Three Dimensional modeling of instability development in MagLIF loads on the Z Generator

Liners imploded by a fast rising (\textless 100ns) current to compress a magnetized, preheated fuel offer the potential to efficiently reach fusion conditions [S.A. Slutz \textit{et al}. Phys. Plasmas \textbf{17}, 056303 (2010)]. Experiments with these Magnetized Liner Inertial Fusion (MagLIF) loads have demonstrated success [M.R. Gomez et al Phys. Rev. Lett. \textbf{113}, 155003(2014)]. Performance may be limited by poor laser coupling in preheating the fuel to be imploded [A.B. Sefkow et al. Phys. Plasmas \textbf{21}, 072711(2014)]. However time integrated imaging also shows structure in the final fuel assembly indicating potential disruption from instabilities which may also limit neutron yield.

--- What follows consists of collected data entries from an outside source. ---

// SPDX-FileCopyrightText: 2026 Omnidesk Contributors
// SPDX-License-Identifier: MIT OR Apache-2.0

//! SQLite implementation of the LedgerStore trait.

use async_trait::async_trait;
use tokio::sync::OnceCell;
use tracing::debug;

use omnidesk_config::model::StorageConfig;
use omnidesk_core::types::{
    ChannelAccount, Interaction, InteractionQuery, InteractionUpdate, Message, NewInteraction,
    NewMessage, NewReporter, Platform, Reporter, Thread,
};
use omnidesk_core::{AdapterType, HealthStatus, LedgerStore, OmniError, PluginAdapter};

use crate::database::Database;
use crate::queries;

/// SQLite-backed interaction ledger.
///
/// Wraps a [`Database`] handle and delegates all query operations to the
/// typed query modules. The database is lazily opened by
/// [`SqliteLedger::initialize`].
pub struct SqliteLedger {
    config: StorageConfig,
    db: OnceCell<Database>,
}

impl SqliteLedger {
    /// Create a ledger for the configured path; nothing is opened yet.
    pub fn new(config: StorageConfig) -> Self {
        Self {
            config,
            db: OnceCell::new(),
        }
    }

    /// Wrap an already-open database.
    pub fn from_database(db: Database) -> Self {
        Self {
            config: StorageConfig::default(),
            db: OnceCell::new_with(Some(db)),
        }
    }

    /// Open the database file and run migrations.
    pub async fn initialize(&self) -> Result<(), OmniError> {
        let db = Database::open(&self.config.database_path).await?;
        self.db.set(db).map_err(|_| OmniError::Storage {
            source: "ledger already initialized".into(),
        })?;
        debug!(path = %self.config.database_path, "SQLite ledger initialized");
        Ok(())
    }

    fn db(&self) -> Result<&Database, OmniError> {
        self.db.get().ok_or_else(|| OmniError::Storage {
            source: "ledger not initialized -- call initialize() first".into(),
        })
    }
}

#[async_trait]
impl PluginAdapter for SqliteLedger {
    fn name(&self) -> &str {
        "sqlite"
    }

    fn version(&self) -> semver::Version {
        semver::Version::new(0, 1, 0)
    }

    fn adapter_type(&self) -> AdapterType {
        AdapterType::Ledger
    }

    async fn health_check(&self) -> Result<HealthStatus, OmniError> {
        let Ok(db) = self.db() else {
            return Ok(HealthStatus::Unhealthy("not initialized".into()));
        };
        let ping = db
            .connection()
            .call(|conn| -> Result<(), rusqlite::Error> {
                conn.execute_batch("SELECT 1;")?;
                Ok(())
            })
            .await;
        Ok(match ping {
            Ok(()) => HealthStatus::Healthy,
            Err(e) => HealthStatus::Unhealthy(e.to_string()),
        })
    }

    async fn shutdown(&self) -> Result<(), OmniError> {
        if let Some(db) = self.db.get() {
            db.checkpoint().await?;
            debug!("shutdown: WAL checkpoint complete");
        }
        Ok(())
    }
}

#[async_trait]
impl LedgerStore for SqliteLedger {
    // --- Reporters ---

    async fn find_reporter_by_meta_id(&self, meta_id: &str) -> Result<Option<Reporter>, OmniError> {
        queries::reporters::find_by_meta_id(self.db()?, meta_id).await
    }

    async fn find_reporter_by_email(&self, email: &str) -> Result<Option<Reporter>, OmniError> {
        queries::reporters::find_by_email(self.db()?, email).await
    }

    async fn get_reporter(&self, id: i64) -> Result<Option<Reporter>, OmniError> {
        queries::reporters::get(self.db()?, id).await
    }

    async fn create_reporter(&self, reporter: &NewReporter) -> Result<Reporter, OmniError> {
        queries::reporters::create(self.db()?, reporter).await
    }

    // --- Interactions ---

    async fn find_ongoing_by_reporter(
        &self,
        reporter_id: i64,
        platform: Platform,
    ) -> Result<Option<Interaction>, OmniError> {
        queries::interactions::find_ongoing_by_reporter(self.db()?, reporter_id, platform).await
    }

    async fn find_ongoing_by_mention_media(
        &self,
        media_id: &str,
    ) -> Result<Option<Interaction>, OmniError> {
        queries::interactions::find_ongoing_by_mention_media(self.db()?, media_id).await
    }

    async fn find_ongoing_by_conversation(
        &self,
        conversation_id: &str,
    ) -> Result<Option<Interaction>, OmniError> {
        queries::interactions::find_ongoing_by_conversation(self.db()?, conversation_id).await
    }

    async fn get_interaction(&self, id: i64) -> Result<Option<Interaction>, OmniError> {
        queries::interactions::get(self.db()?, id).await
    }

    async fn create_interaction(
        &self,
        interaction: &NewInteraction,
    ) -> Result<Interaction, OmniError> {
        queries::interactions::create(self.db()?, interaction).await
    }

    async fn update_interaction(
        &self,
        id: i64,
        update: &InteractionUpdate,
    ) -> Result<Option<Interaction>, OmniError> {
        queries::interactions::update(self.db()?, id, update).await
    }

    async fn list_interactions(
        &self,
        query: &InteractionQuery,
    ) -> Result<(Vec<Interaction>, i64), OmniError> {
        queries::interactions::list(self.db()?, query).await
    }

    // --- Messages ---

    async fn find_message_by_meta_id(&self, meta_id: &str) -> Result<Option<Message>, OmniError> {
        queries::messages::find_by_meta_id(self.db()?, meta_id).await
    }

    async fn create_message(&self, message: &NewMessage) -> Result<Message, OmniError> {
        queries::messages::create(self.db()?, message).await
    }

    async fn list_messages(&self, interaction_id: i64) -> Result<Vec<Message>, OmniError> {
        queries::messages::list_for_interaction(self.db()?, interaction_id).await
    }

    async fn latest_message(&self, interaction_id: i64) -> Result<Option<Message>, OmniError> {
        queries::messages::latest(self.db()?, interaction_id, false).await
    }

    async fn latest_external_message(
        &self,
        interaction_id: i64,
    ) -> Result<Option<Message>, OmniError> {
        queries::messages::latest(self.db()?, interaction_id, true).await
    }

    // --- Threads ---

    async fn get_thread(&self, id: &str) -> Result<Option<Thread>, OmniError> {
        queries::threads::get(self.db()?, id).await
    }

    async fn create_thread(&self, thread: &Thread) -> Result<Thread, OmniError> {
        queries::threads::create(self.db()?, thread).await
    }

    // --- Channel accounts ---

    async fn get_channel_account(&self, id: i64) -> Result<Option<ChannelAccount>, OmniError> {
        queries::channel_accounts::get(self.db()?, id).await
    }

    async fn create_channel_account(
        &self,
        account: &ChannelAccount,
    ) -> Result<ChannelAccount, OmniError> {
        queries::channel_accounts::create(self.db()?, account).await
    }
}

We simulate the implosion and stagnation of MagLIF targets using the 3D MHD code GORGON. Generating synthetic diagnostics for comparison with data we discuss how implosion instabilities comparable to those diagnosed with radiography affect fuel compression and confinement. By further comparison of calculation results with PCD traces, time integrated spectra and crystal imaging we discuss how fuel conditions vary in response to feedthrough of implosion instabilities, and how structures formed may affect diagnostic interpretation.